// SPDX-FileCopyrightText: 2025 Semiotic Labs
//
// SPDX-License-Identifier: Apache-2.0

//! Client for the Akismet comment spam detection service
//!
//! This crate authenticates an Akismet account, submits comment metadata for
//! classification and reports misclassifications back to the service.
//!
//! # Architecture
//!
//! - [`credentials`]: ordered credential sources, explicit arguments before the environment
//! - [`settings`]: transport settings layered with the `config` crate
//! - [`endpoints`]: endpoint templates for the four remote operations
//! - [`transport`]: form-encoded POSTs over a shared reqwest client
//! - [`protocol`]: per-operation tables mapping response bodies to results
//! - [`client`]: the verified [`Akismet`] client and its builder
//! - [`error`]: configuration, API key, protocol and transport errors
//!
//! # Example Usage
//!
//! ```rust,no_run
//! use akismet::{Akismet, Comment};
//!
//! # async fn example() -> Result<(), akismet::AkismetError> {
//! // Falls back to AKISMET_API_KEY / AKISMET_SITE_URL when arguments are absent
//! let akismet = Akismet::new(Some("abc123def456"), Some("https://example.com")).await?;
//!
//! let comment = Comment::new("203.0.113.7", "Mozilla/5.0")
//!     .author("viagra-test-123")
//!     .content("Buy now!")
//!     .test();
//!
//! if akismet.comment_check(&comment).await? {
//!     akismet.submit_spam(&comment).await?;
//! }
//! # Ok(())
//! # }
//! ```

pub mod client;
pub mod credentials;
pub mod endpoints;
pub mod error;
pub mod non_empty_string;
pub mod protocol;
pub mod settings;
pub mod transport;

pub use client::{ACCOUNT_FIELD, Akismet, AkismetBuilder, CheckOutcome};
pub use credentials::{
    API_KEY_VAR, CredentialResolver, CredentialSource, Credentials, EnvironmentCredentials,
    ExplicitCredentials, ProcessEnv, SITE_URL_VAR, VariableLookup,
};
pub use endpoints::{Endpoints, Operation};
pub use error::{AkismetError, AkismetResult};
pub use non_empty_string::NonEmptyString;
pub use protocol::SUBMIT_ACKNOWLEDGEMENT;
pub use settings::{ClientSettings, TimeoutSeconds};
pub use spam_filter::{
    Comment, CommentType, Feedback, FilterError, HealthStatus, SpamFilter, UserRole, Verdict,
};
pub use transport::{HttpTransport, RUSTC_VERSION, ServiceResponse, user_agent};
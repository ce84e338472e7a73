// SPDX-FileCopyrightText: 2025 Semiotic Labs
//
// SPDX-License-Identifier: Apache-2.0

//! Provider-neutral spam filter traits and comment types
//!
//! This crate describes what a comment spam filter does without tying callers
//! to a particular service.
//!
//! # Core Abstractions
//!
//! - **`SpamFilter` Trait**: classify a comment and report misclassifications
//! - **Comment Model**: [`Comment`] with required submitter fields, optional metadata and pass-through extras
//! - **Verdicts**: [`Verdict`] and [`Feedback`]
//! - **Health**: [`HealthStatus`] with `Up`, `Degraded` and `Down`
//! - **Error Handling**: [`FilterError`] shared by every implementation

use thiserror::Error;

pub mod comment;
pub mod health;
pub mod verdict;

pub use comment::{Comment, CommentType, UserRole};
pub use health::HealthStatus;
pub use verdict::{Feedback, Verdict};

/// Common interface for comment spam filters
///
/// Implementations hold no per-call state, so one instance can serve
/// concurrent callers.
pub trait SpamFilter: Send + Sync {
    /// Check that the filter is reachable and its credentials are accepted
    ///
    /// # Errors
    ///
    /// Returns an error if the service cannot be reached
    fn health_check(&self) -> impl Future<Output = Result<HealthStatus, FilterError>> + Send;

    /// Classify a comment
    ///
    /// # Returns
    ///
    /// * `Ok(true)` if the comment is spam
    /// * `Ok(false)` if the comment is legitimate
    ///
    /// # Errors
    ///
    /// Returns an error if the request fails or the service answers outside
    /// its documented vocabulary
    fn comment_check(
        &self,
        comment: &Comment,
    ) -> impl Future<Output = Result<bool, FilterError>> + Send;

    /// Report a comment the filter missed as spam
    ///
    /// This trains the remote model. Retrying after an ambiguous failure may
    /// submit the same comment twice.
    fn submit_spam(&self, comment: &Comment)
    -> impl Future<Output = Result<bool, FilterError>> + Send;

    /// Report a comment the filter wrongly flagged as legitimate
    ///
    /// Same retry caveat as [`SpamFilter::submit_spam`].
    fn submit_ham(&self, comment: &Comment)
    -> impl Future<Output = Result<bool, FilterError>> + Send;

    /// Get the name/identifier of this filter
    fn name(&self) -> &'static str;
}

/// Common errors that can occur when working with spam filters
#[derive(Debug, Error)]
#[allow(missing_docs)]
pub enum FilterError {
    /// Filter could not be configured
    #[error("Configuration error: {message}")]
    Configuration { message: String },

    /// Credentials were rejected
    #[error("Authentication failed: {message}")]
    Authentication { message: String },

    /// Response body outside the documented vocabulary
    #[error("Unexpected response: {message}")]
    Protocol { message: String },

    /// Request never produced a response
    #[error("HTTP request failed: {message}")]
    Http { message: String },
}

impl FilterError {
    /// Check if this error signals a broken service contract
    pub fn is_protocol_error(&self) -> bool {
        matches!(self, FilterError::Protocol { .. })
    }
}

#[cfg(test)]
mod tests {
    use super::*;

    #[test]
    fn only_protocol_errors_are_protocol_errors() {
        let errors = [
            FilterError::Configuration {
                message: "missing key".to_string(),
            },
            FilterError::Authentication {
                message: "rejected".to_string(),
            },
            FilterError::Protocol {
                message: "unexpected body".to_string(),
            },
            FilterError::Http {
                message: "connection refused".to_string(),
            },
        ];

        for error in &errors {
            let expected = match error {
                FilterError::Protocol { .. } => true,
                FilterError::Configuration { .. }
                | FilterError::Authentication { .. }
                | FilterError::Http { .. } => false,
            };
            assert_eq!(error.is_protocol_error(), expected, "{error}");
        }
    }

    #[test]
    fn error_display() {
        let error = FilterError::Authentication {
            message: "key rejected".to_string(),
        };
        assert_eq!(error.to_string(), "Authentication failed: key rejected");
    }
}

◇ ◇ ◇ ◇

### [Assignment]
Exactly as written, output the material once more.

### [Solution to the problem]
// SPDX-FileCopyrightText: 2025 Semiotic Labs
//
// SPDX-License-Identifier: Apache-2.0

//! Client for the Akismet comment spam detection service
//!
//! This crate authenticates an Akismet account, submits comment metadata for
//! classification and reports misclassifications back to the service.
//!
//! # Architecture
//!
//! - [`credentials`]: ordered credential sources, explicit arguments before the environment
//! - [`settings`]: transport settings layered with the `config` crate
//! - [`endpoints`]: endpoint templates for the four remote operations
//! - [`transport`]: form-encoded POSTs over a shared reqwest client
//! - [`protocol`]: per-operation tables mapping response bodies to results
//! - [`client`]: the verified [`Akismet`] client and its builder
//! - [`error`]: configuration, API key, protocol and transport errors
//!
//! # Example Usage
//!
//! ```rust,no_run
//! use akismet::{Akismet, Comment};
//!
//! # async fn example() -> Result<(), akismet::AkismetError> {
//! // Falls back to AKISMET_API_KEY / AKISMET_SITE_URL when arguments are absent
//! let akismet = Akismet::new(Some("abc123def456"), Some("https://example.com")).await?;
//!
//! let comment = Comment::new("203.0.113.7", "Mozilla/5.0")
//!     .author("viagra-test-123")
//!     .content("Buy now!")
//!     .test();
//!
//! if akismet.comment_check(&comment).await? {
//!     akismet.submit_spam(&comment).await?;
//! }
//! # Ok(())
//! # }
//! ```

pub mod client;
pub mod credentials;
pub mod endpoints;
pub mod error;
pub mod non_empty_string;
pub mod protocol;
pub mod settings;
pub mod transport;

pub use client::{ACCOUNT_FIELD, Akismet, AkismetBuilder, CheckOutcome};
pub use credentials::{
    API_KEY_VAR, CredentialResolver, CredentialSource, Credentials, EnvironmentCredentials,
    ExplicitCredentials, ProcessEnv, SITE_URL_VAR, VariableLookup,
};
pub use endpoints::{Endpoints, Operation};
pub use error::{AkismetError, AkismetResult};
pub use non_empty_string::NonEmptyString;
pub use protocol::SUBMIT_ACKNOWLEDGEMENT;
pub use settings::{ClientSettings, TimeoutSeconds};
pub use spam_filter::{
    Comment, CommentType, Feedback, FilterError, HealthStatus, SpamFilter, UserRole, Verdict,
};
pub use transport::{HttpTransport, RUSTC_VERSION, ServiceResponse, user_agent};
repository ce84e338472e7a73
// SPDX-FileCopyrightText: 2025 Semiotic Labs
//
// SPDX-License-Identifier: Apache-2.0

//! Provider-neutral spam filter traits and comment types
//!
//! This crate describes what a comment spam filter does without tying callers
//! to a particular service.
//!
//! # Core Abstractions
//!
//! - **`SpamFilter` Trait**: classify a comment and report misclassifications
//! - **Comment Model**: [`Comment`] with required submitter fields, optional metadata and pass-through extras
//! - **Verdicts**: [`Verdict`] and [`Feedback`]
//! - **Health**: [`HealthStatus`] with `Up`, `Degraded` and `Down`
//! - **Error Handling**: [`FilterError`] shared by every implementation

use thiserror::Error;

pub mod comment;
pub mod health;
pub mod verdict;

pub use comment::{Comment, CommentType, UserRole};
pub use health::HealthStatus;
pub use verdict::{Feedback, Verdict};

/// Common interface for comment spam filters
///
/// Implementations hold no per-call state, so one instance can serve
/// concurrent callers.
pub trait SpamFilter: Send + Sync {
    /// Check that the filter is reachable and its credentials are accepted
    ///
    /// # Errors
    ///
    /// Returns an error if the service cannot be reached
    fn health_check(&self) -> impl Future<Output = Result<HealthStatus, FilterError>> + Send;

    /// Classify a comment
    ///
    /// # Returns
    ///
    /// * `Ok(true)` if the comment is spam
    /// * `Ok(false)` if the comment is legitimate
    ///
    /// # Errors
    ///
    /// Returns an error if the request fails or the service answers outside
    /// its documented vocabulary
    fn comment_check(
        &self,
        comment: &Comment,
    ) -> impl Future<Output = Result<bool, FilterError>> + Send;

    /// Report a comment the filter missed as spam
    ///
    /// This trains the remote model. Retrying after an ambiguous failure may
    /// submit the same comment twice.
    fn submit_spam(&self, comment: &Comment)
    -> impl Future<Output = Result<bool, FilterError>> + Send;

    /// Report a comment the filter wrongly flagged as legitimate
    ///
    /// Same retry caveat as [`SpamFilter::submit_spam`].
    fn submit_ham(&self, comment: &Comment)
    -> impl Future<Output = Result<bool, FilterError>> + Send;

    /// Get the name/identifier of this filter
    fn name(&self) -> &'static str;
}

/// Common errors that can occur when working with spam filters
#[derive(Debug, Error)]
#[allow(missing_docs)]
pub enum FilterError {
    /// Filter could not be configured
    #[error("Configuration error: {message}")]
    Configuration { message: String },

    /// Credentials were rejected
    #[error("Authentication failed: {message}")]
    Authentication { message: String },

    /// Response body outside the documented vocabulary
    #[error("Unexpected response: {message}")]
    Protocol { message: String },

    /// Request never produced a response
    #[error("HTTP request failed: {message}")]
    Http { message: String },
}

impl FilterError {
    /// Check if this error signals a broken service contract
    pub fn is_protocol_error(&self) -> bool {
        matches!(self, FilterError::Protocol { .. })
    }
}

#[cfg(test)]
mod tests {
    use super::*;

    #[test]
    fn only_protocol_errors_are_protocol_errors() {
        let errors = [
            FilterError::Configuration {
                message: "missing key".to_string(),
            },
            FilterError::Authentication {
                message: "rejected".to_string(),
            },
            FilterError::Protocol {
                message: "unexpected body".to_string(),
            },
            FilterError::Http {
                message: "connection refused".to_string(),
            },
        ];

        for error in &errors {
            let expected = match error {
                FilterError::Protocol { .. } => true,
                FilterError::Configuration { .. }
                | FilterError::Authentication { .. }
                | FilterError::Http { .. } => false,
            };
            assert_eq!(error.is_protocol_error(), expected, "{error}");
        }
    }

    #[test]
    fn error_display() {
        let error = FilterError::Authentication {
            message: "key rejected".to_string(),
        };
        assert_eq!(error.to_string(), "Authentication failed: key rejected");
    }
}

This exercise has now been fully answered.